In many respects, periodontal disease shares some common features with other chronic inflammatory diseases, particularly with rheumatoid arthritis, including: production of IgM and IgA rheumatoid factor (Hirsch et al., 1989); infiltration of inflamed tissue with mainly IgG-secreting plasma cells (Ogawa et al., 1989); production of auto-antibodies to tissue components (collagen II in rheumatoid arthritis; collagens I and III in periodontal disease; Hirsch et al., 1988); similar cytokine profiles (Fujihashi et al., 1993; Pistoia, 1997); and increased levels of IL-6 (Fujihashi et al., 1993; Pistoia, 1997).
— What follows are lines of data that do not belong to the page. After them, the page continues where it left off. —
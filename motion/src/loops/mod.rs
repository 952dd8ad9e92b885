//! Motion arbitration loops.
//!
//! Each loop polls [`ControlState`] on its own cadence and decides whether it
//! owns the device this tick. Ownership is never locked: the activity
//! predicates of the loops are mutually exclusive, so at most one of them
//! commands a given device at a time.

pub mod climax;
pub mod idle;
pub mod piston;
pub mod pose;
pub mod vibe;

pub use climax::{ClimaxLoop, ClimaxPhase};
pub use idle::{IdleLoop, IdlePhase};
pub use piston::PistonLoop;
pub use pose::{PoseLoop, PosePhase};
pub use vibe::{VibeLoop, VibePhase};

use crate::config::PositionRange;
use crate::state::ControlState;
use crate::traits::ActuatorError;
use async_trait::async_trait;
use std::time::Duration;
use tracing::warn;

/// Re-poll interval while a loop has nothing to do.
pub const POLL: Duration = Duration::from_millis(100);
/// Pause after a failed actuator command.
pub const ERROR_BACKOFF: Duration = Duration::from_secs(1);
/// Neutral stroke position.
pub const HOME: f64 = 0.5;
/// Travel time of the homing move when a stroke mode switches off.
pub const HOME_DURATION: Duration = Duration::from_millis(700);

/// One control loop: a tick decides and commands, then names its next wait.
#[async_trait]
pub trait ControlLoop: Send {
    fn name(&self) -> &'static str;

    /// Run one decision step and return how long to wait before the next.
    async fn tick(&mut self) -> Result<Duration, ActuatorError>;
}

/// Drive `control` until shutdown. Command failures are logged and retried
/// after [`ERROR_BACKOFF`]; they never end the loop.
pub async fn drive<L: ControlLoop>(mut control: L, state: &ControlState) {
    while !state.is_shutting_down() {
        let wait = match control.tick().await {
            Ok(wait) => wait.max(Duration::from_millis(1)),
            Err(e) => {
                warn!(control = control.name(), error = %e, "actuator command failed");
                ERROR_BACKOFF
            }
        };
        tokio::time::sleep(wait).await;
    }
}

/// Stroke end.
#[derive(Clone, Copy, Debug, PartialEq, Eq)]
pub enum End {
    Min,
    Max,
}

impl End {
    pub fn flip(self) -> Self {
        match self {
            End::Min => End::Max,
            End::Max => End::Min,
        }
    }

    pub fn of(self, range: PositionRange) -> f64 {
        match self {
            End::Min => range.min,
            End::Max => range.max,
        }
    }
}

/// Back-and-forth stroking state shared by the piston loop and the
/// piston-emulated vibe sub-mode.
#[derive(Clone, Copy, Debug, Default, PartialEq, Eq)]
pub enum StrokePhase {
    #[default]
    Homed,
    Cycling {
        last: End,
    },
}

impl StrokePhase {
    /// End to travel to next: the top first, then alternating.
    pub fn next_end(&self) -> End {
        match self {
            StrokePhase::Homed => End::Max,
            StrokePhase::Cycling { last } => last.flip(),
        }
    }

    pub fn is_cycling(&self) -> bool {
        matches!(self, StrokePhase::Cycling { .. })
    }
}
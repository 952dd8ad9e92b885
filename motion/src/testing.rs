//! Test doubles for driving the loops without hardware.

use crate::registry::DeviceIndex;
use crate::traits::{Actuator, ActuatorError};
use async_trait::async_trait;
use std::sync::{Mutex, PoisonError};
use std::time::Duration;
use tokio::time::Instant;

#[derive(Clone, Copy, Debug, PartialEq)]
pub enum CommandKind {
    Position { position: f64, duration: Duration },
    Intensity { level: f64 },
}

/// One command as seen by the [`RecordingActuator`].
#[derive(Clone, Copy, Debug, PartialEq)]
pub struct Command {
    pub at: Instant,
    pub device: DeviceIndex,
    pub kind: CommandKind,
}

impl Command {
    pub fn position(&self) -> Option<(f64, Duration)> {
        match self.kind {
            CommandKind::Position { position, duration } => Some((position, duration)),
            CommandKind::Intensity { .. } => None,
        }
    }

    pub fn intensity(&self) -> Option<f64> {
        match self.kind {
            CommandKind::Intensity { level } => Some(level),
            CommandKind::Position { .. } => None,
        }
    }
}

/// [`Actuator`] that records every command with its (virtual) timestamp.
#[derive(Default)]
pub struct RecordingActuator {
    log: Mutex<Vec<Command>>,
    failures: Mutex<usize>,
}

impl RecordingActuator {
    pub fn new() -> Self {
        Self::default()
    }

    /// Fail the next `n` commands with a transport error.
    pub fn fail_next(&self, n: usize) {
        *self.failures.lock().unwrap_or_else(PoisonError::into_inner) = n;
    }

    pub fn commands(&self) -> Vec<Command> {
        self.log.lock().unwrap_or_else(PoisonError::into_inner).clone()
    }

    pub fn positions(&self) -> Vec<(f64, Duration)> {
        self.commands().iter().filter_map(Command::position).collect()
    }

    pub fn intensities(&self) -> Vec<f64> {
        self.commands().iter().filter_map(Command::intensity).collect()
    }

    pub fn clear(&self) {
        self.log.lock().unwrap_or_else(PoisonError::into_inner).clear();
    }

    fn record(&self, device: DeviceIndex, kind: CommandKind) -> Result<(), ActuatorError> {
        let mut failures = self.failures.lock().unwrap_or_else(PoisonError::into_inner);
        if *failures > 0 {
            *failures -= 1;
            return Err(ActuatorError::Transport("injected failure".into()));
        }
        self.log.lock().unwrap_or_else(PoisonError::into_inner).push(Command {
            at: Instant::now(),
            device,
            kind,
        });
        Ok(())
    }
}

#[async_trait]
impl Actuator for RecordingActuator {
    async fn set_position(
        &self,
        device: DeviceIndex,
        position: f64,
        duration: Duration,
    ) -> Result<(), ActuatorError> {
        self.record(device, CommandKind::Position { position, duration })
    }

    async fn set_intensity(&self, device: DeviceIndex, level: f64) -> Result<(), ActuatorError> {
        self.record(device, CommandKind::Intensity { level })
    }
}
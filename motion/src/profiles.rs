//! Animation tables: which game animations drive pose motion and which ones
//! count as a climax.

use crate::config::PositionRange;
use crate::patterns::{Pattern, Shape};
use std::time::Duration;

/// Opaque identity of a game animation.
pub type AnimationHash = i64;

/// Where a pose takes its phase from.
#[derive(Clone, Copy, Debug, PartialEq)]
pub enum Cadence {
    /// Follow the progress value reported by the game.
    Tracked,
    /// Run a self-driven oscillator with a fixed cycle, ignoring reported
    /// progress. Used where the game's progress is too coarse to follow.
    Fixed { cycle_ms: u64 },
}

impl Cadence {
    pub fn cycle(&self) -> Option<Duration> {
        match self {
            Cadence::Tracked => None,
            Cadence::Fixed { cycle_ms } => Some(Duration::from_millis(*cycle_ms)),
        }
    }
}

#[derive(Clone, Copy, Debug, PartialEq)]
pub struct PoseProfile {
    pub hash: AnimationHash,
    pub name: &'static str,
    /// Default stroke range; user overrides live in the settings.
    pub range: PositionRange,
    pub pattern: Pattern,
    pub cadence: Cadence,
}

const PLUNGE: Pattern = Pattern::new(Shape::Plunge);
const SINE: Pattern = Pattern::new(Shape::Sine);
const RISE_80: Pattern = Pattern::new(Shape::Triangle { peak: 0.8 });
const RISE_70: Pattern = Pattern::new(Shape::Triangle { peak: 0.7 });
const RISE_60: Pattern = Pattern::new(Shape::Triangle { peak: 0.6 });
const DIP: Pattern = Pattern::new(Shape::EasedDip { split: 0.4 });

const fn pose(
    hash: AnimationHash,
    name: &'static str,
    min: f64,
    max: f64,
    pattern: Pattern,
    cadence: Cadence,
) -> PoseProfile {
    PoseProfile {
        hash,
        name,
        range: PositionRange::new(min, max),
        pattern,
        cadence,
    }
}

pub static POSES: [PoseProfile; 15] = [
    pose(1201047697, "Nipple Play", 0.65, 0.9, DIP, Cadence::Fixed { cycle_ms: 760 }),
    pose(1832166380, "Clit Play", 0.6, 0.8, RISE_70, Cadence::Fixed { cycle_ms: 650 }),
    pose(7717404, "Stroking", 0.2, 0.6, SINE, Cadence::Fixed { cycle_ms: 396 }),
    pose(505962836, "Masturbate", 0.3, 0.8, PLUNGE.inverted(), Cadence::Tracked),
    pose(2011001274, "Three-Leg", 0.0, 0.5, RISE_80, Cadence::Tracked),
    pose(344055696, "Doggy", 0.0, 0.4, PLUNGE.inverted(), Cadence::Tracked),
    pose(1945541277, "Supine", 0.0, 0.5, PLUNGE.inverted(), Cadence::Tracked),
    pose(1272021522, "Standing Doggy", 0.0, 0.7, RISE_60, Cadence::Tracked),
    pose(126556443, "Cowgirl", 0.0, 0.5, RISE_70, Cadence::Tracked),
    pose(81106989, "Dildo (Chair)", 0.2, 0.6, RISE_70.inverted(), Cadence::Tracked),
    pose(1127557836, "Dildo (Floor, Vaginal)", 0.4, 0.8, RISE_70.inverted(), Cadence::Tracked),
    pose(1067368937, "Dildo (Floor, Anal)", 0.4, 0.8, RISE_70.inverted(), Cadence::Tracked),
    pose(37429125, "Dildo (Standing, Vaginal)", 0.1, 0.6, PLUNGE.inverted(), Cadence::Tracked),
    pose(652955773, "Dildo (Standing, Anal)", 0.1, 0.6, PLUNGE.inverted(), Cadence::Tracked),
    pose(709841502, "Dildo (Standing, Oral)", 0.3, 0.7, SINE, Cadence::Tracked),
];

pub static CLIMAX: [AnimationHash; 11] = [
    1514068739, 551798253, 1352943776, 215434987, 76164332, 231319108, 2060359382, 48554725,
    1584403080, 248983229, 2029961234,
];

/// Look up the pose driven by `hash`, if any.
pub fn pose_profile(hash: AnimationHash) -> Option<&'static PoseProfile> {
    POSES.iter().find(|p| p.hash == hash)
}

pub fn is_climax(hash: AnimationHash) -> bool {
    CLIMAX.contains(&hash)
}

/// A hash drives pose motion only when it is in the pose table and not a
/// climax; climax membership wins when both apply.
pub fn is_pose(hash: AnimationHash) -> bool {
    !is_climax(hash) && pose_profile(hash).is_some()
}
Extensive structural studies of IgG molecules produced at the site of chronic inflammation and detectable in the circulation revealed profound alterations in the glycan moieties. Specifically, deficiencies of some monosaccharides, especially galactose on IgG, have been described in human chronic inflammatory diseases, such as rheumatoid arthritis, inflammatory bowel disease, tuberculosis, and infection with HIV (Mullinax and Mullinax, 1975; Parekh et al., 1985, 1988; Tomana et al., 1988; Bodman et al., 1992; Tsuchiya et al., 1993; Rademacher et al., 1994; Tomana, 1996; Moore et al., 2005). IgG contains one complex-type oligosaccharide (Fig. 1A ) per each heavy chain linked to the conserved glycosylation site on asparagine 297 within constant region domain 2, which presumably has a role in maintaining the three-dimensional structure of the Fc portion of IgG. In IgG with galactose-deficient glycans, the terminally exposed sugar molecule is N-acetylglucosamine. Analysis of experimental data has indicated that galactose-deficient IgG is pathogenic (Rademacher et al., 1994): Galactose-deficient IgG binds to the mannan-binding lectin and thus activates the complement cascade by the lectin pathway (Malhotra et al., 1995). Furthermore, glycans on IgG molecules affect binding and internalization by Fc receptors expressed on phagocytic cells (Krapp et al., 2003) and, thus, influence opsonization of antigens by phagocytosis.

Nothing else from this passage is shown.